◆ EXERCISE REQUIREMENTS: From the records below, copy the lines that include "ProfileQuery".

[Collected data entries]

------------------------------------

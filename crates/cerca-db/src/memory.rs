//! In-process store implementing every repository trait.
//!
//! One mutex guards all tables, so each guarded write, and `complete` with
//! its counter and prompt, is applied atomically. Used for single-node
//! development and for concurrency tests that need exact race outcomes.

use std::collections::HashMap;
use std::sync::Arc;

use cerca_core::error::{CercaError, CercaResult};
use cerca_core::models::profile::{CreateProfile, Profile, ProfileQuery};
use cerca_core::models::review::{CreateReviewPrompt, PromptStatus, ReviewPrompt};
use cerca_core::models::service_request::{
    CreateOutcome, CreateServiceRequest, Party, RequestStatus, ServiceRequest, StatusChange,
};
use cerca_core::repository::{
    PaginatedResult, Pagination, ProfileRepository, RequestFilter, ReviewPromptRepository,
    ServiceRequestRepository,
};
use chrono::{DateTime, Utc};
use tokio::sync::Mutex;
use uuid::Uuid;

#[derive(Default)]
struct Tables {
    profiles: HashMap<Uuid, Profile>,
    requests: HashMap<Uuid, ServiceRequest>,
    /// (client, professional) -> open request id
    open_slots: HashMap<(Uuid, Uuid), Uuid>,
    /// request id -> prompt
    prompts: HashMap<Uuid, ReviewPrompt>,
}

#[derive(Clone, Default)]
pub struct MemoryStore {
    tables: Arc<Mutex<Tables>>,
}

impl MemoryStore {
    pub fn new() -> Self {
        Self::default()
    }

    /// Number of stored requests for a pair, open or not.
    pub async fn request_count(&self, client_id: Uuid, professional_id: Uuid) -> usize {
        self.tables
            .lock()
            .await
            .requests
            .values()
            .filter(|r| r.client_id == client_id && r.professional_id == professional_id)
            .count()
    }
}

fn request_not_found(id: Uuid) -> CercaError {
    CercaError::not_found("service_request", id)
}

impl ProfileRepository for MemoryStore {
    async fn create(&self, input: CreateProfile) -> CercaResult<Profile> {
        let now = Utc::now();
        let profile = Profile {
            id: Uuid::new_v4(),
            display_name: input.display_name,
            kind: input.kind,
            latitude: input.latitude,
            longitude: input.longitude,
            tier: input.tier,
            last_active_at: input.last_active_at,
            available_until: input.available_until,
            profile_views: 0,
            completed_services: 0,
            created_at: now,
            updated_at: now,
        };
        self.tables
            .lock()
            .await
            .profiles
            .insert(profile.id, profile.clone());
        Ok(profile)
    }

    async fn get_by_id(&self, id: Uuid) -> CercaResult<Profile> {
        self.tables
            .lock()
            .await
            .profiles
            .get(&id)
            .cloned()
            .ok_or_else(|| CercaError::not_found("profile", id))
    }

    async fn list_candidates(&self, query: ProfileQuery) -> CercaResult<Vec<Profile>> {
        let tables = self.tables.lock().await;
        let mut candidates: Vec<Profile> = tables
            .profiles
            .values()
            .filter(|p| query.matches(p))
            .cloned()
            .collect();
        candidates.sort_by(|a, b| b.last_active_at.cmp(&a.last_active_at));
        candidates.truncate(usize::try_from(query.limit).unwrap_or(usize::MAX));
        Ok(candidates)
    }

    async fn record_activity(&self, id: Uuid, at: DateTime<Utc>) -> CercaResult<()> {
        let mut tables = self.tables.lock().await;
        let profile = tables
            .profiles
            .get_mut(&id)
            .ok_or_else(|| CercaError::not_found("profile", id))?;
        profile.last_active_at = Some(at);
        profile.updated_at = Utc::now();
        Ok(())
    }
}

impl ServiceRequestRepository for MemoryStore {
    async fn create_unless_open(&self, input: CreateServiceRequest) -> CercaResult<CreateOutcome> {
        let mut tables = self.tables.lock().await;
        let slot = (input.client_id, input.professional_id);

        if let Some(existing) = tables.open_slots.get(&slot) {
            let existing = tables
                .requests
                .get(existing)
                .cloned()
                .ok_or_else(|| CercaError::Internal("open slot points at missing request".into()))?;
            return Ok(CreateOutcome::Existing(existing));
        }

        let now = Utc::now();
        let request = ServiceRequest {
            id: Uuid::new_v4(),
            client_id: input.client_id,
            professional_id: input.professional_id,
            status: RequestStatus::Requested,
            terms: None,
            requested_date: input.requested_date,
            requested_time: input.requested_time,
            agreed_location: input.agreed_location,
            client_comment: input.client_comment,
            review_tags: None,
            created_at: now,
            updated_at: now,
        };
        tables.open_slots.insert(slot, request.id);
        tables.requests.insert(request.id, request.clone());
        Ok(CreateOutcome::Created(request))
    }

    async fn get_by_id(&self, id: Uuid) -> CercaResult<ServiceRequest> {
        self.tables
            .lock()
            .await
            .requests
            .get(&id)
            .cloned()
            .ok_or_else(|| request_not_found(id))
    }

    async fn list_for_user(
        &self,
        user_id: Uuid,
        filter: RequestFilter,
        pagination: Pagination,
    ) -> CercaResult<PaginatedResult<ServiceRequest>> {
        let tables = self.tables.lock().await;
        let mut matching: Vec<ServiceRequest> = tables
            .requests
            .values()
            .filter(|r| match filter.role {
                Some(Party::Client) => r.client_id == user_id,
                Some(Party::Professional) => r.professional_id == user_id,
                None => r.party_of(user_id).is_some(),
            })
            .filter(|r| filter.status.is_none_or(|s| r.status == s))
            .cloned()
            .collect();
        matching.sort_by(|a, b| b.created_at.cmp(&a.created_at));

        let total = matching.len() as u64;
        let items = matching
            .into_iter()
            .skip(usize::try_from(pagination.offset).unwrap_or(usize::MAX))
            .take(usize::try_from(pagination.limit).unwrap_or(usize::MAX))
            .collect();

        Ok(PaginatedResult {
            items,
            total,
            offset: pagination.offset,
            limit: pagination.limit,
        })
    }

    async fn transition(
        &self,
        id: Uuid,
        change: StatusChange,
    ) -> CercaResult<Option<ServiceRequest>> {
        let mut tables = self.tables.lock().await;
        let request = tables
            .requests
            .get_mut(&id)
            .ok_or_else(|| request_not_found(id))?;

        if request.status != change.expected {
            return Ok(None);
        }

        request.status = change.target;
        request.terms = change.resulting_terms(request.terms.take());
        request.updated_at = Utc::now();
        let updated = request.clone();

        if change.target.is_terminal() {
            tables
                .open_slots
                .remove(&(updated.client_id, updated.professional_id));
        }
        Ok(Some(updated))
    }

    async fn complete(
        &self,
        id: Uuid,
        professional_id: Uuid,
        prompt: CreateReviewPrompt,
    ) -> CercaResult<Option<(ServiceRequest, ReviewPrompt)>> {
        let mut tables = self.tables.lock().await;

        let status = tables
            .requests
            .get(&id)
            .map(|r| r.status)
            .ok_or_else(|| request_not_found(id))?;
        if status != RequestStatus::Active {
            return Ok(None);
        }
        // Check everything before mutating anything.
        if !tables.profiles.contains_key(&professional_id) {
            return Err(CercaError::not_found("profile", professional_id));
        }

        let now = Utc::now();
        let Tables {
            profiles,
            requests,
            open_slots,
            prompts,
        } = &mut *tables;

        let request = requests.get_mut(&id).ok_or_else(|| request_not_found(id))?;
        request.status = RequestStatus::Finished;
        request.updated_at = now;
        let finished = request.clone();

        if let Some(profile) = profiles.get_mut(&professional_id) {
            profile.completed_services += 1;
            profile.updated_at = now;
        }

        let review_prompt = ReviewPrompt {
            id: Uuid::new_v4(),
            request_id: id,
            user_id: prompt.user_id,
            tags: prompt.tags,
            status: PromptStatus::Pending,
            created_at: now,
            answered_at: None,
        };
        prompts.insert(id, review_prompt.clone());
        open_slots.remove(&(finished.client_id, finished.professional_id));

        Ok(Some((finished, review_prompt)))
    }

    async fn record_review_tags(
        &self,
        id: Uuid,
        tags: Vec<String>,
    ) -> CercaResult<Option<ServiceRequest>> {
        let mut tables = self.tables.lock().await;
        let now = Utc::now();

        let request = tables
            .requests
            .get_mut(&id)
            .ok_or_else(|| request_not_found(id))?;
        if request.status != RequestStatus::Finished || request.review_tags.is_some() {
            return Ok(None);
        }
        request.review_tags = Some(tags);
        request.updated_at = now;
        let updated = request.clone();

        if let Some(prompt) = tables.prompts.get_mut(&id) {
            if prompt.status == PromptStatus::Pending {
                prompt.status = PromptStatus::Answered;
                prompt.answered_at = Some(now);
            }
        }
        Ok(Some(updated))
    }
}

impl ReviewPromptRepository for MemoryStore {
    async fn list_pending(&self, user_id: Uuid) -> CercaResult<Vec<ReviewPrompt>> {
        let tables = self.tables.lock().await;
        let mut pending: Vec<ReviewPrompt> = tables
            .prompts
            .values()
            .filter(|p| p.user_id == user_id && p.status == PromptStatus::Pending)
            .cloned()
            .collect();
        pending.sort_by(|a, b| b.created_at.cmp(&a.created_at));
        Ok(pending)
    }

    async fn get_by_request(&self, request_id: Uuid) -> CercaResult<ReviewPrompt> {
        self.tables
            .lock()
            .await
            .prompts
            .get(&request_id)
            .cloned()
            .ok_or_else(|| CercaError::not_found("review_prompt", format!("request_id={request_id}")))
    }
}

------------------------------------

◆ EXPECTED ANSWER:
use cerca_core::models::profile::{CreateProfile, Profile, ProfileQuery};
    async fn list_candidates(&self, query: ProfileQuery) -> CercaResult<Vec<Profile>> {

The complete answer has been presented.